The 2023 stock rally is no longer about just AI and Big Tech

Big Tech stocks started 2023 on a tear – but that rally has broadened into other sectors in recent weeks.Xinhua/Wang Ying/Getty Images

Big Tech stocks led US stock gains in the first half of 2023, fueled by an explosion of interest in AI.

But the rally is now broadening out to other sectors – June was the best month this year for the S&P 500 index.

A gauge of US stock-market breadth just hit the highest level since February.

For most of 2023, the dominant story for equity investors has been the rise of artificial intelligence – which helped fuel a stunning surge in “Magnificent Seven” Big Tech stocks including Apple, Microsoft and Nvidia.

But there are signs the rally is now broadening out to other sectors.

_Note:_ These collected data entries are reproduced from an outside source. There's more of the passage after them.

//! Effect system with compile-time known effect variants
//!
//! All effects are stored in an enum to avoid heap allocations.
//! Each effect implements the `Effect` trait as a resumable state machine:
//! one `render` call produces one frame of its bounded animation loop.

mod circles;
mod crossfade;
mod flashing;
mod rollercoaster;
mod scanner;
mod sparkles;

use embassy_time::Duration;
pub use circles::{CirclesConfig, CirclesEffect};
pub use crossfade::{CrossfadeConfig, CrossfadeEffect};
pub use flashing::{FlashingConfig, FlashingEffect};
pub use rollercoaster::{RollercoasterConfig, RollercoasterEffect};
pub use scanner::{ScannerConfig, ScannerEffect};
pub use sparkles::{SparklesConfig, SparklesEffect};

use crate::{
    frame::{FrameBuffer, OutputScope},
    lfsr::Lfsr,
    sequencer::SequencerConfig,
};

const EFFECT_NAME_FLASHING: &str = "flashing";
const EFFECT_NAME_SCANNER: &str = "scanner";
const EFFECT_NAME_CIRCLES: &str = "circles";
const EFFECT_NAME_CROSSFADE: &str = "crossfade";
const EFFECT_NAME_SPARKLES: &str = "sparkles";
const EFFECT_NAME_ROLLERCOASTER: &str = "rollercoaster";

const EFFECT_ID_FLASHING: u8 = 0;
const EFFECT_ID_SCANNER: u8 = 1;
const EFFECT_ID_CIRCLES: u8 = 2;
const EFFECT_ID_CROSSFADE: u8 = 3;
const EFFECT_ID_SPARKLES: u8 = 4;
const EFFECT_ID_ROLLERCOASTER: u8 = 5;

/// What the scheduler does with a rendered frame
#[derive(Debug, Clone, Copy, PartialEq, Eq)]
pub struct FrameStep {
    /// How long the frame stays on the LEDs
    pub delay: Duration,
    /// Which pixels get transmitted
    pub scope: OutputScope,
}

impl FrameStep {
    pub const fn full(delay: Duration) -> Self {
        Self {
            delay,
            scope: OutputScope::Full,
        }
    }
}

pub trait Effect {
    /// Render the next frame into `frame`
    ///
    /// Returns `None` once the effect has run all of its repetitions. The frame
    /// is left untouched in that case.
    fn render(&mut self, rng: &mut Lfsr, frame: &mut FrameBuffer) -> Option<FrameStep>;

    /// Rewind to the first repetition
    fn reset(&mut self);
}

/// Repetition and step counter shared by the effect state machines
#[derive(Debug, Clone, Copy, Default, PartialEq, Eq)]
pub(crate) struct RepCursor {
    rep: u16,
    step: usize,
}

impl RepCursor {
    pub(crate) const fn new() -> Self {
        Self { rep: 0, step: 0 }
    }

    pub(crate) const fn rep(self) -> u16 {
        self.rep
    }

    pub(crate) const fn step(self) -> usize {
        self.step
    }

    pub(crate) const fn is_done(self, repetitions: u16) -> bool {
        self.rep >= repetitions
    }

    /// Move to the next step, wrapping into the next repetition
    ///
    /// Returns true when a repetition was completed.
    pub(crate) fn advance(&mut self, steps_per_rep: usize) -> bool {
        self.step += 1;
        if self.step < steps_per_rep {
            return false;
        }
        self.step = 0;
        self.rep = self.rep.saturating_add(1);
        true
    }
}

/// Effect slot - enum containing all possible effects
#[derive(Debug, Clone)]
pub enum EffectSlot {
    /// Whole buffer fades in and out
    Flashing(FlashingEffect),
    /// Mirrored sweep across both eyes
    Scanner(ScannerEffect),
    /// Dot circling each eye
    Circles(CirclesEffect),
    /// Color cross-fading between the two eyes
    Crossfade(CrossfadeEffect),
    /// Random twinkles over the palette
    Sparkles(SparklesEffect),
    /// Figure eight through both eyes with shifting color
    Rollercoaster(RollercoasterEffect),
}

/// Known effect ids, in default playlist order
#[derive(Clone, Copy, Debug, PartialEq, Eq)]
#[repr(u8)]
pub enum EffectId {
    Flashing = EFFECT_ID_FLASHING,
    Scanner = EFFECT_ID_SCANNER,
    Circles = EFFECT_ID_CIRCLES,
    Crossfade = EFFECT_ID_CROSSFADE,
    Sparkles = EFFECT_ID_SPARKLES,
    Rollercoaster = EFFECT_ID_ROLLERCOASTER,
}

impl EffectId {
    /// Every effect in the order the firmware plays them
    pub const ALL: [Self; 6] = [
        Self::Flashing,
        Self::Scanner,
        Self::Circles,
        Self::Crossfade,
        Self::Sparkles,
        Self::Rollercoaster,
    ];

    pub fn from_raw(value: u8) -> Option<Self> {
        Some(match value {
            EFFECT_ID_FLASHING => Self::Flashing,
            EFFECT_ID_SCANNER => Self::Scanner,
            EFFECT_ID_CIRCLES => Self::Circles,
            EFFECT_ID_CROSSFADE => Self::Crossfade,
            EFFECT_ID_SPARKLES => Self::Sparkles,
            EFFECT_ID_ROLLERCOASTER => Self::Rollercoaster,
            _ => return None,
        })
    }

    pub fn to_slot(self, config: &SequencerConfig) -> EffectSlot {
        let layout = config.layout;
        match self {
            Self::Flashing => EffectSlot::Flashing(FlashingEffect::new(config.flashing, layout)),
            Self::Scanner => EffectSlot::Scanner(ScannerEffect::new(config.scanner, layout)),
            Self::Circles => EffectSlot::Circles(CirclesEffect::new(config.circles, layout)),
            Self::Crossfade => EffectSlot::Crossfade(CrossfadeEffect::new(config.crossfade)),
            Self::Sparkles => EffectSlot::Sparkles(SparklesEffect::new(config.sparkles)),
            Self::Rollercoaster => {
                EffectSlot::Rollercoaster(RollercoasterEffect::new(config.rollercoaster))
            }
        }
    }

    pub const fn as_str(self) -> &'static str {
        match self {
            Self::Flashing => EFFECT_NAME_FLASHING,
            Self::Scanner => EFFECT_NAME_SCANNER,
            Self::Circles => EFFECT_NAME_CIRCLES,
            Self::Crossfade => EFFECT_NAME_CROSSFADE,
            Self::Sparkles => EFFECT_NAME_SPARKLES,
            Self::Rollercoaster => EFFECT_NAME_ROLLERCOASTER,
        }
    }

    pub fn parse_from_str(s: &str) -> Option<Self> {
        match s {
            EFFECT_NAME_FLASHING => Some(Self::Flashing),
            EFFECT_NAME_SCANNER => Some(Self::Scanner),
            EFFECT_NAME_CIRCLES => Some(Self::Circles),
            EFFECT_NAME_CROSSFADE => Some(Self::Crossfade),
            EFFECT_NAME_SPARKLES => Some(Self::Sparkles),
            EFFECT_NAME_ROLLERCOASTER => Some(Self::Rollercoaster),
            _ => None,
        }
    }
}

impl EffectSlot {
    /// Render the next frame of the current effect
    pub fn render(&mut self, rng: &mut Lfsr, frame: &mut FrameBuffer) -> Option<FrameStep> {
        match self {
            Self::Flashing(effect) => effect.render(rng, frame),
            Self::Scanner(effect) => effect.render(rng, frame),
            Self::Circles(effect) => effect.render(rng, frame),
            Self::Crossfade(effect) => effect.render(rng, frame),
            Self::Sparkles(effect) => effect.render(rng, frame),
            Self::Rollercoaster(effect) => effect.render(rng, frame),
        }
    }

    /// Reset the effect state
    pub fn reset(&mut self) {
        match self {
            Self::Flashing(effect) => Effect::reset(effect),
            Self::Scanner(effect) => Effect::reset(effect),
            Self::Circles(effect) => Effect::reset(effect),
            Self::Crossfade(effect) => Effect::reset(effect),
            Self::Sparkles(effect) => Effect::reset(effect),
            Self::Rollercoaster(effect) => Effect::reset(effect),
        }
    }

    /// Get the effect ID for external observation
    pub fn id(&self) -> EffectId {
        match self {
            Self::Flashing(_) => EffectId::Flashing,
            Self::Scanner(_) => EffectId::Scanner,
            Self::Circles(_) => EffectId::Circles,
            Self::Crossfade(_) => EffectId::Crossfade,
            Self::Sparkles(_) => EffectId::Sparkles,
            Self::Rollercoaster(_) => EffectId::Rollercoaster,
        }
    }
}
mod palette;
mod utils;

pub use palette::{PALETTE, palette_color};
use smart_leds::RGB8;
pub use utils::{dim, offset_dim, rgb_from_u32, scale_color};

pub type Rgb = RGB8;
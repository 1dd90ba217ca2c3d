#[cfg(feature = "esp32-log")]
use esp_println::println;

use embassy_time::Duration;
use heapless::Vec;

use crate::effect::{
    CirclesConfig, CrossfadeConfig, EffectId, EffectSlot, FlashingConfig, FrameStep,
    RollercoasterConfig, ScannerConfig, SparklesConfig,
};
use crate::frame::FrameBuffer;
use crate::layout::EyeLayout;
use crate::lfsr::{Lfsr, LfsrConfig};

/// Maximum number of entries in a playlist
pub const MAX_PLAYLIST_LEN: usize = 8;

/// Ordered list of effects the sequencer cycles through
#[derive(Debug, Clone, PartialEq, Eq)]
pub struct Playlist {
    inner: Vec<EffectId, MAX_PLAYLIST_LEN>,
}

impl Default for Playlist {
    fn default() -> Self {
        let mut playlist = Self::new();
        for id in EffectId::ALL {
            let _ = playlist.push(id);
        }
        playlist
    }
}

impl Playlist {
    /// Create an empty playlist
    pub const fn new() -> Self {
        Self { inner: Vec::new() }
    }

    /// Build a playlist from a list of ids
    ///
    /// Returns the first id that does not fit.
    pub fn from_ids(ids: &[EffectId]) -> Result<Self, EffectId> {
        let mut playlist = Self::new();
        for &id in ids {
            playlist.push(id)?;
        }
        Ok(playlist)
    }

    /// Append an effect
    ///
    /// Returns the id if the playlist is full
    pub fn push(&mut self, id: EffectId) -> Result<(), EffectId> {
        self.inner.push(id)
    }

    pub fn get(&self, index: usize) -> Option<EffectId> {
        self.inner.get(index).copied()
    }

    pub fn len(&self) -> usize {
        self.inner.len()
    }

    pub fn is_empty(&self) -> bool {
        self.inner.is_empty()
    }

    pub fn iter(&self) -> impl Iterator<Item = EffectId> + '_ {
        self.inner.iter().copied()
    }
}

/// Configuration for the sequencer
#[derive(Debug, Clone, PartialEq, Eq)]
pub struct SequencerConfig {
    pub seed: LfsrConfig,
    pub layout: EyeLayout,
    pub playlist: Playlist,
    pub flashing: FlashingConfig,
    pub scanner: ScannerConfig,
    pub circles: CirclesConfig,
    pub crossfade: CrossfadeConfig,
    pub sparkles: SparklesConfig,
    pub rollercoaster: RollercoasterConfig,
}

impl Default for SequencerConfig {
    fn default() -> Self {
        Self::dual_eye()
    }
}

impl SequencerConfig {
    /// Two LED segments, the second eye mirrors the first
    pub fn dual_eye() -> Self {
        Self {
            seed: LfsrConfig::default(),
            layout: EyeLayout::Dual,
            playlist: Playlist::default(),
            flashing: FlashingConfig {
                repetitions: 10,
                step_delay: Duration::from_millis(20),
            },
            scanner: ScannerConfig {
                repetitions: 30,
                pause_steps: 50,
                step_delay: Duration::from_millis(20),
            },
            circles: CirclesConfig {
                repetitions: 50,
                step_delay: Duration::from_millis(80),
            },
            crossfade: CrossfadeConfig {
                repetitions: 20,
                fade_in_delay: Duration::from_millis(16),
                hand_over_delay: Duration::from_millis(8),
            },
            sparkles: SparklesConfig {
                repetitions: 20,
                step_delay: Duration::from_millis(80),
            },
            rollercoaster: RollercoasterConfig {
                repetitions: 50,
                step_delay: Duration::from_millis(50),
            },
        }
    }

    /// One LED segment, no mirrored addressing and shorter runs
    pub fn single_eye() -> Self {
        Self {
            layout: EyeLayout::Single,
            flashing: FlashingConfig {
                repetitions: 5,
                step_delay: Duration::from_millis(20),
            },
            scanner: ScannerConfig {
                repetitions: 15,
                pause_steps: 50,
                step_delay: Duration::from_millis(20),
            },
            circles: CirclesConfig {
                repetitions: 25,
                step_delay: Duration::from_millis(80),
            },
            crossfade: CrossfadeConfig {
                repetitions: 10,
                fade_in_delay: Duration::from_millis(16),
                hand_over_delay: Duration::from_millis(8),
            },
            sparkles: SparklesConfig {
                repetitions: 10,
                step_delay: Duration::from_millis(80),
            },
            rollercoaster: RollercoasterConfig {
                repetitions: 25,
                step_delay: Duration::from_millis(50),
            },
            ..Self::dual_eye()
        }
    }

    #[must_use]
    pub fn with_seed(mut self, seed: LfsrConfig) -> Self {
        self.seed = seed;
        self
    }

    #[must_use]
    pub fn with_playlist(mut self, playlist: Playlist) -> Self {
        self.playlist = playlist;
        self
    }
}

/// Sequencer - plays the effects of a playlist in order, forever
///
/// Owns the random source and the frame buffer for the lifetime of the
/// firmware.
pub struct Sequencer {
    config: SequencerConfig,
    rng: Lfsr,
    frame: FrameBuffer,
    position: usize,
    current: Option<EffectSlot>,
}

impl Sequencer {
    pub fn new(config: SequencerConfig) -> Self {
        let current = config.playlist.get(0).map(|id| id.to_slot(&config));
        Self {
            rng: Lfsr::new(config.seed),
            frame: FrameBuffer::new(),
            position: 0,
            current,
            config,
        }
    }

    /// Render the next frame
    ///
    /// Moves on to the next playlist entry whenever the current effect
    /// finishes. Returns `None` only if no effect in the playlist renders a
    /// frame at all.
    pub fn render(&mut self) -> Option<FrameStep> {
        for _ in 0..=self.config.playlist.len() {
            let slot = self.current.as_mut()?;
            if let Some(step) = slot.render(&mut self.rng, &mut self.frame) {
                return Some(step);
            }
            self.advance();
        }
        None
    }

    /// Frame as left by the last render
    pub fn frame(&self) -> &FrameBuffer {
        &self.frame
    }

    /// Effect that rendered or is about to render
    pub fn current_effect(&self) -> Option<EffectId> {
        self.current.as_ref().map(EffectSlot::id)
    }

    /// Index of the current effect in the playlist
    pub fn position(&self) -> usize {
        self.position
    }

    pub fn config(&self) -> &SequencerConfig {
        &self.config
    }

    /// Switch to the next playlist entry, wrapping around
    fn advance(&mut self) {
        let len = self.config.playlist.len();
        if len == 0 {
            self.current = None;
            return;
        }
        self.position = (self.position + 1) % len;
        self.current = self.config.playlist.get(self.position).map(|id| {
            let mut slot = id.to_slot(&self.config);
            slot.reset();
            slot
        });

        #[cfg(feature = "esp32-log")]
        {
            if let Some(id) = self.current_effect() {
                println!("effect: {} ({}/{})", id.as_str(), self.position + 1, len);
            }
        }
    }
}
//! Flashing back and forth
//!
//! Each repetition fades a new color into the first eye while the previous
//! color fades out of the second, then hands the new color over to the second
//! eye while the first goes dark.

use embassy_time::Duration;

use super::{Effect, FrameStep, RepCursor};
use crate::{
    color::{Rgb, palette_color, scale_color},
    easing::{EASING_STEPS, ease_in, ease_out},
    frame::{FrameBuffer, fill},
    lfsr::Lfsr,
};

const CROSSFADE_SHIFT: u8 = 3;
const STEPS_PER_SWING: usize = EASING_STEPS * 2;

#[derive(Debug, Clone, Copy, PartialEq, Eq)]
pub struct CrossfadeConfig {
    /// Number of back and forth swings
    pub repetitions: u16,
    /// Step delay while the new color fades into the first eye
    pub fade_in_delay: Duration,
    /// Step delay while the color moves over to the second eye
    pub hand_over_delay: Duration,
}

#[derive(Debug, Clone)]
pub struct CrossfadeEffect {
    config: CrossfadeConfig,
    cursor: RepCursor,
    color: Rgb,
    last: Rgb,
}

impl CrossfadeEffect {
    pub fn new(config: CrossfadeConfig) -> Self {
        Self {
            config,
            cursor: RepCursor::new(),
            color: Rgb::default(),
            last: Rgb::default(),
        }
    }
}

impl Effect for CrossfadeEffect {
    fn render(&mut self, rng: &mut Lfsr, frame: &mut FrameBuffer) -> Option<FrameStep> {
        if self.cursor.is_done(self.config.repetitions) {
            return None;
        }

        let step = self.cursor.step();
        if step == 0 {
            self.color = palette_color(rng.next_byte());
        }

        let (first_eye, second_eye) = frame.eyes_mut();
        let delay = if step < EASING_STEPS {
            fill(first_eye, scale_color(self.color, ease_in(step)), CROSSFADE_SHIFT);
            fill(second_eye, scale_color(self.last, ease_out(step)), CROSSFADE_SHIFT);
            self.config.fade_in_delay
        } else {
            if step == EASING_STEPS {
                self.last = self.color;
            }
            let i = step - EASING_STEPS;
            fill(first_eye, scale_color(self.color, ease_out(i)), CROSSFADE_SHIFT);
            fill(second_eye, scale_color(self.last, ease_in(i)), CROSSFADE_SHIFT);
            self.config.hand_over_delay
        };

        self.cursor.advance(STEPS_PER_SWING);
        Some(FrameStep::full(delay))
    }

    fn reset(&mut self) {
        self.cursor = RepCursor::new();
        self.last = Rgb::default();
    }
}
#![no_std]

pub mod color;
pub mod easing;
pub mod effect;
pub mod frame;
pub mod frame_scheduler;
pub mod layout;
pub mod lfsr;
pub mod math8;
pub mod output;
pub mod sequencer;

pub use effect::{Effect, EffectId, EffectSlot, FrameStep};
pub use frame::{FrameBuffer, OutputScope};
pub use frame_scheduler::{FrameResult, FrameScheduler};
pub use layout::{EyeLayout, PIXEL_COUNT};
pub use lfsr::{Lfsr, LfsrConfig};
pub use output::{GrbBytesOutput, SmartLedsOutput};
pub use sequencer::{Playlist, Sequencer, SequencerConfig};

pub use color::Rgb;
pub use embassy_time::{Duration, Instant};

/// Abstract LED driver trait
///
/// Implement this trait to support different hardware platforms.
/// The frame scheduler is generic over this trait. Firmware drivers that
/// cannot fail use [`core::convert::Infallible`] as their error.
pub trait OutputDriver {
    type Error;

    /// Write colors to the LED strip
    fn write(&mut self, colors: &[Rgb]) -> Result<(), Self::Error>;
}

June was the benchmark S&P 500 index’s best month since October, with a 6.5% gain that was close on the heels of the FANG+ group of New York Stock Exchange-listed Big Tech companies.

Suddenly, the word on analysts’ lips is “breadth” – used to describe a rally that lifts a wide distribution of stocks, rather than a handful of select names. The proportion of S&P 500 stocks trading above their 200-day average – an indicator of market breadth – climbed as high as 65% this week, the highest since mid-February.

“We’ve kind of moved on a little bit [from the Magnificent Seven],” Minerva Analysis founder Kathleen Brooks told Insider in a recent interview.

“I know they’re still really important for markets, but we’re actually seeing a broadening in performance, with a number of names from different sectors hitting 52-week highs,” she added.

A glance at a list of the 10 best-performing stocks year-to-date backs up Brooks’ belief that the 2023 rally is no longer just about tech – with General Electric, homebuilder PulteGroup, and three cruise lines featuring alongside Nvidia, Meta Platforms, and Tesla.

One factor driving the surge could be investors seeing Big Tech’s massive gains from the first six months of the year and deciding to sell their shares for profit, before diversifying into other sectors, according to UBS.